Myths of Façade Failure:
Many Myths began to spread among the working profession about the reasoning behind
the falling glass most of which, as you will see below have been proved wrong. However,
a legal settlement and “gag order” prevented the findings on the glass failure from being
released until 17 years later. In 1990, the glass manufacturer and the insurance company
involved settled their dispute and it eventually emerged that the insulating glass panels
themselves were responsible for the failure of the façade.
One myth - still believed even by former Hancock executives - is that the windows fell
out because the tower was swaying too much in the wind. This isn’t true, the tower did
sway as we have seen, but not enogh to cause the failures.
Another myth is that the glass was sucked out by bizarre wind forces at "hot spots"
caused by the sharp angles of the tower's rhomboid shape. Again, not true - although
there were such hot spots, and the tower's shape did prove to be a critical factor in its
problems. Yet another myth is that the windows broke because they were stressed when
the tower's foundations settled. Again, not true - yet there really was a terrible problem of
Cause of Façade Failure:
Samples of the Hancock window panels have being exhaustively
tested in a wind tunnel in Ontario. They were subjected to
vibration and oscillation until they failed. Eventually it was found
that the whole problem was right there in the window unit itself.
Each panel was a sandwich: two layers of glass with an air space between, all held in a
metal frame. To cut the glare and heat of the sun, a coat of reflective chromium was
placed on the inside surface of the outside pane of glass. (This layer of chrome was what
gave the building its mirror effect.) The window frame was bonded to the chrome with a
lead solder. During the testing, it was noticed that when a window failed, the failure
began when a tiny J-shaped crack appeared at the edge of an outside pane of glass.
What was happening was this: The lead solder was bonding too well with the chrome so well, so rigidly, that the joint couldn't absorb any movement. But window glass always
moves. It expands and contracts with changes in temperature, and it vibrates with the
wind. So the solder would fatigue and crack. The crack would telegraph through to the
glass, and the cycle of failure would begin.
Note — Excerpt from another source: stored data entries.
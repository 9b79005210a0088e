//! Execution step types.

use std::fmt;
use std::str::FromStr;

use chrono::{DateTime, Utc};
use serde::{Deserialize, Serialize};
use serde_json::Value;
use uuid::Uuid;

/// A unique identifier for a session.
#[derive(Debug, Clone, Copy, PartialEq, Eq, Hash, PartialOrd, Ord, Serialize, Deserialize)]
pub struct SessionId(pub Uuid);

impl SessionId {
    pub fn new() -> Self {
        Self(Uuid::new_v4())
    }
}

impl Default for SessionId {
    fn default() -> Self {
        Self::new()
    }
}

impl fmt::Display for SessionId {
    fn fmt(&self, f: &mut fmt::Formatter<'_>) -> fmt::Result {
        write!(f, "{}", self.0)
    }
}

impl FromStr for SessionId {
    type Err = uuid::Error;

    fn from_str(s: &str) -> Result<Self, Self::Err> {
        Uuid::parse_str(s).map(Self)
    }
}

/// Coarse classification of a step.
#[derive(Debug, Clone, Copy, PartialEq, Eq, Hash, Serialize, Deserialize)]
#[serde(rename_all = "snake_case")]
pub enum StepKind {
    Proposal,
    Confirmation,
    ToolResult,
    UserInteraction,
    Error,
    FinalAnswer,
}

impl fmt::Display for StepKind {
    fn fmt(&self, f: &mut fmt::Formatter<'_>) -> fmt::Result {
        let name = match self {
            StepKind::Proposal => "proposal",
            StepKind::Confirmation => "confirmation",
            StepKind::ToolResult => "tool_result",
            StepKind::UserInteraction => "user_interaction",
            StepKind::Error => "error",
            StepKind::FinalAnswer => "final_answer",
        };
        f.write_str(name)
    }
}

/// One step of a proposed plan.
#[derive(Debug, Clone, PartialEq, Serialize, Deserialize)]
pub struct PlanStep {
    pub step_number: u32,
    pub description: String,
    #[serde(default)]
    pub reasoning: String,
    #[serde(default)]
    pub expected_tool: Option<String>,
}

/// A tool invocation as proposed by the model.
#[derive(Debug, Clone, PartialEq, Serialize, Deserialize)]
pub struct CallRecord {
    pub name: String,
    #[serde(default)]
    pub parameters: Value,
    #[serde(default)]
    pub reasoning_tag: Option<String>,
    #[serde(default)]
    pub reasoning: Option<String>,
}

impl CallRecord {
    /// Whether `other` names the same tool with identical parameters.
    pub fn same_call(&self, other: &CallRecord) -> bool {
        self.name == other.name && self.parameters == other.parameters
    }
}

/// What was put in front of the confirmation gate.
#[derive(Debug, Clone, PartialEq, Serialize, Deserialize)]
#[serde(tag = "proposal", rename_all = "snake_case")]
pub enum Proposal {
    Plan { steps: Vec<PlanStep> },
    FunctionCall(CallRecord),
    FinalAnswer { result: String, summary: Option<String> },
}

/// Category of an error step.
#[derive(Debug, Clone, Copy, PartialEq, Eq, Serialize, Deserialize)]
#[serde(rename_all = "snake_case")]
pub enum ErrorKind {
    ParseError,
    GenerationFailed,
    ToolNotFound,
    RepeatedCall,
    ToolExecution,
    InteractionFailed,
    StepLimit,
}

impl fmt::Display for ErrorKind {
    fn fmt(&self, f: &mut fmt::Formatter<'_>) -> fmt::Result {
        let name = match self {
            ErrorKind::ParseError => "parse_error",
            ErrorKind::GenerationFailed => "generation_failed",
            ErrorKind::ToolNotFound => "tool_not_found",
            ErrorKind::RepeatedCall => "repeated_call",
            ErrorKind::ToolExecution => "tool_execution",
            ErrorKind::InteractionFailed => "interaction_failed",
            ErrorKind::StepLimit => "step_limit",
        };
        f.write_str(name)
    }
}

/// Kind-specific payload of a step.
#[derive(Debug, Clone, PartialEq, Serialize, Deserialize)]
#[serde(tag = "step_type", rename_all = "snake_case")]
pub enum StepPayload {
    /// A decision awaiting confirmation.
    Proposal(Proposal),
    /// A plan the user accepted.
    Plan { steps: Vec<PlanStep> },
    /// The user accepted the pending proposal.
    Confirmation,
    /// The user rejected the pending proposal with feedback.
    DecisionRevision { feedback: String },
    /// The user aborted the session.
    ExecutionAborted,
    ToolResult {
        provider: String,
        call: CallRecord,
        result: Vec<String>,
    },
    UserInteraction {
        function: String,
        parameters: Value,
        result: Value,
    },
    Error { error_type: ErrorKind, message: String },
    FinalAnswer { result: String, summary: Option<String> },
}

impl StepPayload {
    pub fn error(error_type: ErrorKind, message: impl Into<String>) -> Self {
        Self::Error {
            error_type,
            message: message.into(),
        }
    }

    pub fn kind(&self) -> StepKind {
        match self {
            StepPayload::Proposal(_) | StepPayload::Plan { .. } => StepKind::Proposal,
            StepPayload::Confirmation
            | StepPayload::DecisionRevision { .. }
            | StepPayload::ExecutionAborted => StepKind::Confirmation,
            StepPayload::ToolResult { .. } => StepKind::ToolResult,
            StepPayload::UserInteraction { .. } => StepKind::UserInteraction,
            StepPayload::Error { .. } => StepKind::Error,
            StepPayload::FinalAnswer { .. } => StepKind::FinalAnswer,
        }
    }

    /// The `step_type` tag this payload serializes under.
    pub fn step_type(&self) -> &'static str {
        match self {
            StepPayload::Proposal(_) => "proposal",
            StepPayload::Plan { .. } => "plan",
            StepPayload::Confirmation => "confirmation",
            StepPayload::DecisionRevision { .. } => "decision_revision",
            StepPayload::ExecutionAborted => "execution_aborted",
            StepPayload::ToolResult { .. } => "tool_result",
            StepPayload::UserInteraction { .. } => "user_interaction",
            StepPayload::Error { .. } => "error",
            StepPayload::FinalAnswer { .. } => "final_answer",
        }
    }

    /// One-line human-readable projection.
    pub fn render(&self) -> String {
        match self {
            StepPayload::Proposal(Proposal::FunctionCall(call)) => {
                let mut line = format!("Proposed {}({})", call.name, call.parameters);
                if let Some(reasoning) = &call.reasoning {
                    line.push_str(&format!(": {reasoning}"));
                }
                line
            }
            StepPayload::Proposal(Proposal::FinalAnswer { result, .. }) => {
                format!("Proposed final answer: {result}")
            }
            StepPayload::Proposal(Proposal::Plan { steps }) => {
                format!("Proposed plan with {} steps", steps.len())
            }
            StepPayload::Plan { steps } => {
                let outline = steps
                    .iter()
                    .map(|s| format!("{}. {}", s.step_number, s.description))
                    .collect::<Vec<_>>()
                    .join("; ");
                format!("Plan accepted: {outline}")
            }
            StepPayload::Confirmation => "Confirmed".to_string(),
            StepPayload::DecisionRevision { feedback } => {
                format!("Revision requested: {feedback}")
            }
            StepPayload::ExecutionAborted => "Execution aborted by user".to_string(),
            StepPayload::ToolResult {
                provider,
                call,
                result,
            } => format!("{provider}/{} returned {}", call.name, result.join(", ")),
            StepPayload::UserInteraction {
                function, result, ..
            } => format!("User interaction {function}: {result}"),
            StepPayload::Error {
                error_type,
                message,
            } => format!("Error ({error_type}): {message}"),
            StepPayload::FinalAnswer { result, summary } => match summary {
                Some(summary) => format!("Final answer: {result} ({summary})"),
                None => format!("Final answer: {result}"),
            },
        }
    }
}

/// An entry in the execution history.
#[derive(Debug, Clone, PartialEq, Serialize, Deserialize)]
pub struct ExecutionStep {
    pub step_number: u64,
    pub timestamp: DateTime<Utc>,
    #[serde(flatten)]
    pub payload: StepPayload,
}

impl ExecutionStep {
    pub fn kind(&self) -> StepKind {
        self.payload.kind()
    }
}

/// How a run ended.
#[derive(Debug, Clone, Copy, PartialEq, Eq, Serialize, Deserialize)]
#[serde(rename_all = "snake_case")]
pub enum RunOutcome {
    Completed,
    Aborted,
    Failed,
}

impl RunOutcome {
    pub fn as_str(&self) -> &'static str {
        match self {
            RunOutcome::Completed => "completed",
            RunOutcome::Aborted => "aborted",
            RunOutcome::Failed => "failed",
        }
    }
}

impl FromStr for RunOutcome {
    type Err = String;

    fn from_str(s: &str) -> Result<Self, Self::Err> {
        match s {
            "completed" => Ok(RunOutcome::Completed),
            "aborted" => Ok(RunOutcome::Aborted),
            "failed" => Ok(RunOutcome::Failed),
            other => Err(format!("unknown outcome: {other}")),
        }
    }
}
Investigators found that similar failures had occurred with this same window type, by
this same window manufacturer, in other, less conspicuous buildings. All 10,344 of the
Hancock's double-pane windows were replaced with single sheets of tempered glass. The
window maker paid the cost, which was $7 million.
The factors that allowed this engineering disaster to occur were both human and
managerial. Some of the materials used in this project were relatively new in the
construction world (e.g. Double-Glazing) and had not been used on large-scale projects
such as this one. Therefore there was a high level of risk involved. The properties of these
materials, especially the glazing, required more scrutinising in order to ensure that this
building would be safe once completed.
It was the strength of the bonds between solder and outside sheet that caused the problem,
from these events engineers had learned that both the window bonds and the slenderness
ratio had caused these problems and as a result of this the building face was changed to
single, thicker glazing which was split to reduce the slenderness ratio.
We now realise that innovation can lead to reduced predictability and increased risk. To
meet the challenge that innovation presents, we must use the lessons of this case study,
coupled with sound technical fundamentals. As a great LeMessurier once said “Any time
you depart from established practice, make ten times the effort, ten times the
investigation. Especially on a very large –scale project”.